-- Supplied data follows --
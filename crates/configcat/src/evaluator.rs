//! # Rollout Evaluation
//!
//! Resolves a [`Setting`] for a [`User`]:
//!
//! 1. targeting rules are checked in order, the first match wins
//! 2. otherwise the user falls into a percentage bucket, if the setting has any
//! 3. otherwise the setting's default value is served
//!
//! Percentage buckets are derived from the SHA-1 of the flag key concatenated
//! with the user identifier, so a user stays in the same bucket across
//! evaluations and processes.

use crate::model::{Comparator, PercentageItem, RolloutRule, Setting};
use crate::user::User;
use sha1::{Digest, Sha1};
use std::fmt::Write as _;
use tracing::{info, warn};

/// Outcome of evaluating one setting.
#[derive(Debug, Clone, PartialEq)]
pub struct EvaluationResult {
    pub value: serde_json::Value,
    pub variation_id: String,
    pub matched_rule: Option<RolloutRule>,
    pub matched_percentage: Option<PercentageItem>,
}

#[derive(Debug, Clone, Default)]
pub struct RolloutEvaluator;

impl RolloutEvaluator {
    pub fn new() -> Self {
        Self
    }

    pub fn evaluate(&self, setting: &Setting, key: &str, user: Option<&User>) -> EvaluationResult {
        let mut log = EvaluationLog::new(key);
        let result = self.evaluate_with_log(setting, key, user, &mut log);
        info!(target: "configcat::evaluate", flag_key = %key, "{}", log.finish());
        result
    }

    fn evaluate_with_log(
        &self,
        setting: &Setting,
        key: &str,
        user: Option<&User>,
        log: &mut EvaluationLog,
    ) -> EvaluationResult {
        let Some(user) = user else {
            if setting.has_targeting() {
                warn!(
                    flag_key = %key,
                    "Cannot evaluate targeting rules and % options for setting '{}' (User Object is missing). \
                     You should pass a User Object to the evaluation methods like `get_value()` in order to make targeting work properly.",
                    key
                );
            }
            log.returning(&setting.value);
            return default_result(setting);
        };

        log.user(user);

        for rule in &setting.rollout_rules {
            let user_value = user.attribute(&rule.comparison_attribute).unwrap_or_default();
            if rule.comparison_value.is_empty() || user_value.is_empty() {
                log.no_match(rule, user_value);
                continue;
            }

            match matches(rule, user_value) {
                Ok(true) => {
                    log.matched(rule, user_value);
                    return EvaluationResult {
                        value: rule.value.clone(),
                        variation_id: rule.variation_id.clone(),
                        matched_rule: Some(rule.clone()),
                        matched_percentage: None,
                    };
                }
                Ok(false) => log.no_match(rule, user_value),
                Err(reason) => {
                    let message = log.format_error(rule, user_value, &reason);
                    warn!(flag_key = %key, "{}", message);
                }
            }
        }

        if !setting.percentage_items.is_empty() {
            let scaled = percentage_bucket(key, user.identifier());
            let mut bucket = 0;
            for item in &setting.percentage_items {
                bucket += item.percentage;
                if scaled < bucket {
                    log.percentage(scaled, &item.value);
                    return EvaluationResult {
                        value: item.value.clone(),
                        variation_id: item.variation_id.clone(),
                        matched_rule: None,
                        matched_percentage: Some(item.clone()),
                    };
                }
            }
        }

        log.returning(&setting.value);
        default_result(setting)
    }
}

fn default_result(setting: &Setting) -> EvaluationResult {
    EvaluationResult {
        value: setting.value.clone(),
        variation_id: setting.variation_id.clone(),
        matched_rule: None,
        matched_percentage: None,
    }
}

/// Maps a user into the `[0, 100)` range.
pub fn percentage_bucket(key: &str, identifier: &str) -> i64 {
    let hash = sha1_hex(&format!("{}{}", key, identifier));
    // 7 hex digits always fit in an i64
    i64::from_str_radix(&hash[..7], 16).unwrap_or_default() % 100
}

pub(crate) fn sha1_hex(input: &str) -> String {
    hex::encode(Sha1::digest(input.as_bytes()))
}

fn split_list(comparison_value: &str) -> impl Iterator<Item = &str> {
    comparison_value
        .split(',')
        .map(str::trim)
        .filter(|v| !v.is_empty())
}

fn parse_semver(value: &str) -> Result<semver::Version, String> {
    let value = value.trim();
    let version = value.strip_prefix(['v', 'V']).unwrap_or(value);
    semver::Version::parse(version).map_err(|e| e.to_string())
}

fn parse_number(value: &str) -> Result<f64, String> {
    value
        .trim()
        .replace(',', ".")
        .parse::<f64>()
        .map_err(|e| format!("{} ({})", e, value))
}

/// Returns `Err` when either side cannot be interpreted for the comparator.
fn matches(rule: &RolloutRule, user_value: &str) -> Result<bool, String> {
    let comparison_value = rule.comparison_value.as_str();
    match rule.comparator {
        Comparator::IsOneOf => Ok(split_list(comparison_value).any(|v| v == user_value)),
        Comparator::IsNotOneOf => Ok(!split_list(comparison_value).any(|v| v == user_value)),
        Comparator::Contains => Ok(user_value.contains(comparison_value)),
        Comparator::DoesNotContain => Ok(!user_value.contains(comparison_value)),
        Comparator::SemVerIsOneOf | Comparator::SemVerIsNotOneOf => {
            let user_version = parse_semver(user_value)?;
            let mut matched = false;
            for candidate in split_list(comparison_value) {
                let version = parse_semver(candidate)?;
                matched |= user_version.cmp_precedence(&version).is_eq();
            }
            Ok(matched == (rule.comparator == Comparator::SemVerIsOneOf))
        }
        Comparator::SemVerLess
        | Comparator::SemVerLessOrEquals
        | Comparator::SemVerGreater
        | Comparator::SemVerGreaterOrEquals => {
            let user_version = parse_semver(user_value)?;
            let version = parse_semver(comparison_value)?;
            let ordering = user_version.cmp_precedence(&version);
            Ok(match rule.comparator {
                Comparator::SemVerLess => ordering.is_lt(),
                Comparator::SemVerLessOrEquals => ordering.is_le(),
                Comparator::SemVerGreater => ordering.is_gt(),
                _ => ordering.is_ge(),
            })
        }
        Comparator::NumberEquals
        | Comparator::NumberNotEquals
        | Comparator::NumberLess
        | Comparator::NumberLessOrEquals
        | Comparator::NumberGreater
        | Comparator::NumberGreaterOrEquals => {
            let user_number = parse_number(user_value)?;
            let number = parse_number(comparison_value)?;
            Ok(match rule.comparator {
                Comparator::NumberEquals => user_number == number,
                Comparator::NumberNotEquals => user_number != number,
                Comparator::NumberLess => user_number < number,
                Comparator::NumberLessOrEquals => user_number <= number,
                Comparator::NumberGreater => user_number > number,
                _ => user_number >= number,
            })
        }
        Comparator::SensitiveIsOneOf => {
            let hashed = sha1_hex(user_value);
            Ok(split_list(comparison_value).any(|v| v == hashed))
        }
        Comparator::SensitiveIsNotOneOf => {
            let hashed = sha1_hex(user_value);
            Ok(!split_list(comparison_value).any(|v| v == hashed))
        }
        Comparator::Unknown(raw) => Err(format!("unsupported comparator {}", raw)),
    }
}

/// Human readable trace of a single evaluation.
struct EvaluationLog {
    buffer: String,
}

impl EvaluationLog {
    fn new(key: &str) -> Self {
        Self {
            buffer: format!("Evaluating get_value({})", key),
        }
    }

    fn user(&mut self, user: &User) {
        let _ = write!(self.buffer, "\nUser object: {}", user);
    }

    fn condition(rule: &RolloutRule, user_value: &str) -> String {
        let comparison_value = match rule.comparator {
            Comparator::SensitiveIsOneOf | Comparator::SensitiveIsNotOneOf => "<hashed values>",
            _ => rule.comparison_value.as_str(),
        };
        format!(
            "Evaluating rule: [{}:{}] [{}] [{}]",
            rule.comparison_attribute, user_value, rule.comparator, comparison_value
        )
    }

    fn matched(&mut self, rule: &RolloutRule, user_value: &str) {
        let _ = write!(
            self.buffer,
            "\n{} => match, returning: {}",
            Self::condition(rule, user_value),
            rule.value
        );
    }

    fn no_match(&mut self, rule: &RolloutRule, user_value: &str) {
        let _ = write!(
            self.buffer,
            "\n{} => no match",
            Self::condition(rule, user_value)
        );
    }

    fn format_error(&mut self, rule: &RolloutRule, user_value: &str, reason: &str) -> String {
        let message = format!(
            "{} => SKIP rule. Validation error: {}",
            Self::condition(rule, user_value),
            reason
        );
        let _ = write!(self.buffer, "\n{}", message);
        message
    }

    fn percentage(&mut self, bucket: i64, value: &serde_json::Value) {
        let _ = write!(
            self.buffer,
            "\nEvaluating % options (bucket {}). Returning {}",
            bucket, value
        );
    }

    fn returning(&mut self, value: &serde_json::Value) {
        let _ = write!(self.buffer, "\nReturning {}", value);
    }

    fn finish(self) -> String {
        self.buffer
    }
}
-- Supplied data concluded --
• What you should do
Your task is to reproduce the entries exactly, starting at the first line and ending with the line containing "setting has any".

• Solution to this exercise
filename crates/configcat/src/evaluator.rs
//! # Rollout Evaluation
//!
//! Resolves a [`Setting`] for a [`User`]:
//!
//! 1. targeting rules are checked in order, the first match wins
//! 2. otherwise the user falls into a percentage bucket, if the setting has any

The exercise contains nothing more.